Die Luxemburger*innen lieben ihre Autos. Kaum ein anderes Objekt ist mit so viel Emotionen verbunden. Aber auf der Straße kollidieren Weltansichten: Liebhaber*innen fahren neben Zwangsnutzer*innen, schnittige Sportwagen stehen neben klobigen Familienkutschen. Häufig kochen die Emotionen hoch. Doch warum ist das Automobil eigentlich so häufig Reizthema?

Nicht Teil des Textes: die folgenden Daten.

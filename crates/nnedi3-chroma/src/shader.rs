//! Shader unit definitions and compiled kernel resolution
//!
//! This module defines the immutable shader value objects used as processing nodes
//! in the texture filter graph, the NNEDI3 kernel configuration enums, and the
//! deterministic filename mapping used to resolve precompiled kernels from the
//! host's shader store.

use crate::filter_graph::TextureSize;
use bytes::Bytes;
use serde::{Deserialize, Serialize};
use thiserror::Error;

/// Neuron counts supported by the NNEDI3 prediction kernels
///
/// Larger networks trade performance for reconstruction quality.
#[derive(Default, Debug, Clone, Copy, PartialEq, Eq, Serialize, Deserialize)]
pub enum Neurons {
    #[default]
    Neurons16,
    Neurons32,
    Neurons64,
    Neurons128,
    Neurons256,
}

impl Neurons {
    /// Returns the neuron count encoded in the kernel filename
    pub fn count(&self) -> u32 {
        match self {
            Neurons::Neurons16 => 16,
            Neurons::Neurons32 => 32,
            Neurons::Neurons64 => 64,
            Neurons::Neurons128 => 128,
            Neurons::Neurons256 => 256,
        }
    }
}

/// Precompiled kernel code path variants
///
/// Each variant selects a different precompiled instruction-set or algorithmic
/// flavor of the same network, encoded as a single letter in the kernel filename.
#[derive(Default, Debug, Clone, Copy, PartialEq, Eq, Serialize, Deserialize)]
pub enum CodePath {
    Scalar,
    #[default]
    ScalarMad,
    Vector,
    VectorDot,
    Experimental,
}

impl CodePath {
    /// Returns the filename letter for this code path
    pub fn letter(&self) -> char {
        match self {
            CodePath::Scalar => 'A',
            CodePath::ScalarMad => 'B',
            CodePath::Vector => 'C',
            CodePath::VectorDot => 'D',
            CodePath::Experimental => 'E',
        }
    }
}

/// Chroma plane channel selector
#[derive(Debug, Clone, Copy, PartialEq, Eq)]
pub enum ChromaChannel {
    U,
    V,
}

impl ChromaChannel {
    /// Returns the filename suffix for this channel
    pub fn suffix(&self) -> &'static str {
        match self {
            ChromaChannel::U => "u",
            ChromaChannel::V => "v",
        }
    }

    /// Returns the compile-time define selecting this channel in the interleave kernel
    pub fn interleave_define(&self) -> &'static str {
        match self {
            ChromaChannel::U => "CHROMA_U",
            ChromaChannel::V => "CHROMA_V",
        }
    }
}

/// Builds the filename of a precompiled NNEDI3 kernel
///
/// The mapping is a pure function of the configuration: identical configurations
/// always resolve to identical filenames. Unstructured 16-neuron ScalarMad for the
/// U channel resolves to `NNEDI3_B_16u.cso`.
pub fn nnedi3_kernel_filename(neurons: Neurons, code_path: CodePath, structured: bool, channel: ChromaChannel) -> String {
    format!(
        "NNEDI3_{}_{}{}{}.cso",
        code_path.letter(),
        neurons.count(),
        if structured { "_S" } else { "" },
        channel.suffix()
    )
}

/// An opaque compiled GPU kernel handle
///
/// Holds the resource name it was resolved under and the compiled bytecode.
/// The bytecode is never interpreted by this crate; it is handed back to the
/// host's kernel executor verbatim.
#[derive(Debug, Clone, PartialEq, Eq)]
pub struct CompiledKernel {
    name: String,
    byte_code: Bytes,
}

impl CompiledKernel {
    pub fn new(name: impl Into<String>, byte_code: Bytes) -> Self {
        Self { name: name.into(), byte_code }
    }

    pub fn name(&self) -> &str {
        &self.name
    }

    pub fn byte_code(&self) -> &Bytes {
        &self.byte_code
    }
}

/// Static configuration of an NNEDI3 prediction kernel
#[derive(Debug, Clone, Copy, PartialEq, Eq, Serialize, Deserialize)]
pub struct Nnedi3Params {
    pub neurons: Neurons,
    pub code_path: CodePath,
    pub structured: bool,
}

/// Maps an input texture size to the output size a shader produces
pub type SizeTransform = fn(TextureSize) -> TextureSize;

/// The identity size transform, used by shaders that preserve their input size
pub fn identity_transform(size: TextureSize) -> TextureSize {
    size
}

/// An immutable shader processing unit
///
/// Wraps a compiled kernel plus its static parameters. The output size of an
/// application is derived from the first input's size through the unit's size
/// transform (identity by default); the output component count is fixed per unit.
/// Construction never touches the GPU; evaluation is deferred to the filter graph.
#[derive(Debug, Clone)]
pub struct ShaderUnit {
    kernel: CompiledKernel,
    params: Option<Nnedi3Params>,
    transform: SizeTransform,
    output_components: u32,
}

impl ShaderUnit {
    /// Creates a plain shader unit with the identity transform and a single output component
    pub fn new(kernel: CompiledKernel) -> Self {
        Self {
            kernel,
            params: None,
            transform: identity_transform,
            output_components: 1,
        }
    }

    /// Creates an NNEDI3 prediction shader unit carrying its network configuration
    pub fn nnedi3(kernel: CompiledKernel, params: Nnedi3Params) -> Self {
        Self {
            kernel,
            params: Some(params),
            transform: identity_transform,
            output_components: 1,
        }
    }

    /// Replaces the size transform applied to the first input's size
    pub fn with_transform(mut self, transform: SizeTransform) -> Self {
        self.transform = transform;
        self
    }

    /// Replaces the number of components this shader writes per texel
    pub fn with_output_components(mut self, components: u32) -> Self {
        self.output_components = components;
        self
    }

    pub fn kernel(&self) -> &CompiledKernel {
        &self.kernel
    }

    pub fn params(&self) -> Option<&Nnedi3Params> {
        self.params.as_ref()
    }

    pub fn output_components(&self) -> u32 {
        self.output_components
    }

    /// Computes the output size for an application to an input of the given size
    pub fn output_size(&self, input: TextureSize) -> TextureSize {
        (self.transform)(input)
    }
}

impl PartialEq for ShaderUnit {
    /// Two shader units are interchangeable only when kernel, parameters, and
    /// output shape all match. The size transform is derived from the kernel's
    /// role and is deliberately not part of the comparison.
    fn eq(&self, other: &Self) -> bool {
        self.kernel == other.kernel && self.params == other.params && self.output_components == other.output_components
    }
}

impl Eq for ShaderUnit {}

/// Errors surfaced by the host's compiled shader store
///
/// All of these are fatal configuration errors: a missing or incompatible kernel
/// aborts the current frame's pipeline construction and is never retried.
#[derive(Debug, Clone, Error)]
pub enum ShaderStoreError {
    /// No compiled kernel exists under the requested filename
    #[error("compiled kernel not found: {0}")]
    NotFound(String),
    /// The kernel exists but cannot run on the current device
    #[error("compiled kernel {name} is incompatible: {reason}")]
    Incompatible { name: String, reason: String },
    /// Compiling a kernel from source failed
    #[error("failed to compile {name}: {reason}")]
    CompilationFailed { name: String, reason: String },
}

/// Resolves compiled kernels on behalf of the host
///
/// The store is an excluded collaborator: this crate only defines the contract.
/// Precompiled kernels are resolved by the deterministic filename convention;
/// source kernels are compiled with a set of preprocessor defines.
pub trait ShaderStore {
    /// Resolves a precompiled kernel by filename
    fn from_byte_code(&self, filename: &str) -> Result<CompiledKernel, ShaderStoreError>;

    /// Compiles a kernel from a shader source file with compile-time defines
    fn from_source(&self, filename: &str, defines: &[(&str, &str)]) -> Result<CompiledKernel, ShaderStoreError>;
}

#[cfg(test)]
mod tests {
    use super::*;

    fn kernel(name: &str) -> CompiledKernel {
        CompiledKernel::new(name, Bytes::from_static(b"\x44\x58\x42\x43"))
    }

    #[test]
    fn test_kernel_filename_unstructured() {
        assert_eq!(nnedi3_kernel_filename(Neurons::Neurons16, CodePath::ScalarMad, false, ChromaChannel::U), "NNEDI3_B_16u.cso");
        assert_eq!(nnedi3_kernel_filename(Neurons::Neurons16, CodePath::ScalarMad, false, ChromaChannel::V), "NNEDI3_B_16v.cso");
        assert_eq!(nnedi3_kernel_filename(Neurons::Neurons256, CodePath::Experimental, false, ChromaChannel::V), "NNEDI3_E_256v.cso");
    }

    #[test]
    fn test_kernel_filename_structured() {
        assert_eq!(nnedi3_kernel_filename(Neurons::Neurons64, CodePath::Scalar, true, ChromaChannel::U), "NNEDI3_A_64_Su.cso");
    }

    #[test]
    fn test_kernel_filename_is_deterministic() {
        let first = nnedi3_kernel_filename(Neurons::Neurons128, CodePath::VectorDot, true, ChromaChannel::V);
        let second = nnedi3_kernel_filename(Neurons::Neurons128, CodePath::VectorDot, true, ChromaChannel::V);
        assert_eq!(first, second);
        assert_eq!(first, "NNEDI3_D_128_Sv.cso");
    }

    #[test]
    fn test_neuron_counts() {
        let expected = [16, 32, 64, 128, 256];
        let variants = [Neurons::Neurons16, Neurons::Neurons32, Neurons::Neurons64, Neurons::Neurons128, Neurons::Neurons256];
        for (variant, count) in variants.iter().zip(expected) {
            assert_eq!(variant.count(), count);
        }
    }

    #[test]
    fn test_code_path_letters() {
        assert_eq!(CodePath::Scalar.letter(), 'A');
        assert_eq!(CodePath::ScalarMad.letter(), 'B');
        assert_eq!(CodePath::Vector.letter(), 'C');
        assert_eq!(CodePath::VectorDot.letter(), 'D');
        assert_eq!(CodePath::Experimental.letter(), 'E');
    }

    #[test]
    fn test_shader_unit_equality_requires_matching_fields() {
        let params = Nnedi3Params {
            neurons: Neurons::Neurons32,
            code_path: CodePath::ScalarMad,
            structured: false,
        };
        let a = ShaderUnit::nnedi3(kernel("NNEDI3_B_32u.cso"), params);
        let b = ShaderUnit::nnedi3(kernel("NNEDI3_B_32u.cso"), params);
        assert_eq!(a, b);

        let structured = ShaderUnit::nnedi3(
            kernel("NNEDI3_B_32u.cso"),
            Nnedi3Params {
                structured: true,
                ..params
            },
        );
        assert_ne!(a, structured);

        let other_kernel = ShaderUnit::nnedi3(kernel("NNEDI3_B_32v.cso"), params);
        assert_ne!(a, other_kernel);
    }

    #[test]
    fn test_shader_unit_transform_is_not_part_of_equality() {
        fn double(size: TextureSize) -> TextureSize {
            TextureSize::new(size.width * 2, size.height * 2)
        }

        let a = ShaderUnit::new(kernel("Interleave.hlsl"));
        let b = ShaderUnit::new(kernel("Interleave.hlsl")).with_transform(double);
        assert_eq!(a, b);
        assert_eq!(b.output_size(TextureSize::new(4, 4)), TextureSize::new(8, 8));
    }

    #[test]
    fn test_default_output_size_is_identity() {
        let unit = ShaderUnit::new(kernel("NNEDI3_B_16u.cso"));
        assert_eq!(unit.output_size(TextureSize::new(128, 64)), TextureSize::new(128, 64));
        assert_eq!(unit.output_components(), 1);
    }
}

Vorsprung durch Technik? Wenn der Werbeslogan stimmt, hat Luxemburg die Nase vorn: Stand 2020 gibt es in keinem anderen EU-Staat pro Einwohner so viele Autos wie in Luxemburg: 696 PKWs sind pro 1.000 Einwohner hier gemeldet. Zum Vergleich: In Deutschland sind es 580 und in Frankreich 570. Wer die Straßen des Großherzogtums befährt, kommt kaum drumherum, sich in den zuverlässig aufkommenden Staus in aller Ruhe tiefgründig mit dieser Beliebtheit zu beschäftigen. Da kann die "Freude am Fahren" schon leiden. Ob die Idee zur Petition, Fahrräder zur "Sicherheit" und "für den Umweltschutz" von Landstraßen zu verbannen, im Stau entstanden ist oder nicht, zeigt sie – genau wie die Gegeninitiative, aus denselben Gründen doch lieber Autos dort zu verbieten – einen Trend: Die Stimmung der Verkehrsteilnehmer*innen ist oft gereizt. Manchmal artet dies in Road-Rage-Schlägereien auf offener Straße aus, häufiger in kleinen bis internationalen Diskussionen, in denen beide Seiten sich selbst auf wissenschaftliche Faktenlage und Vorausblick berufen wollen, während sie der anderen der "Rückständigkeit", "Ideologie" und "Technologiefeindlichkeit" bezichtigen. Und in der Mitte, mit den Worten von VW: das Auto.

Es ist genau diese Schwarzweißmalerei, die Vania Henry, Verantwortliche für Marketing-Kommunikation und Produktentwicklung beim Automobilclub Luxemburg (ACL) beklagt. "Wir finden es schade, dass die Leute so stark polarisiert werden. Es ist enorm wichtig, dass verschiedene Perspektiven vertreten werden, aber Verständnis und Zusammenleben sind unter dem Strich das Wichtigste." Dies sollte an sich umso einfacher sein, da "die meisten unserer Mitglieder zwar mit dem Auto fahren, doch sie sind auch oft mit dem Fahrrad und zu Fuß unterwegs". Vor allem auf den Sozialen Medien sehe man viel Aggressivität, obschon die Mobilitätssituation Zusammenarbeit erfordere.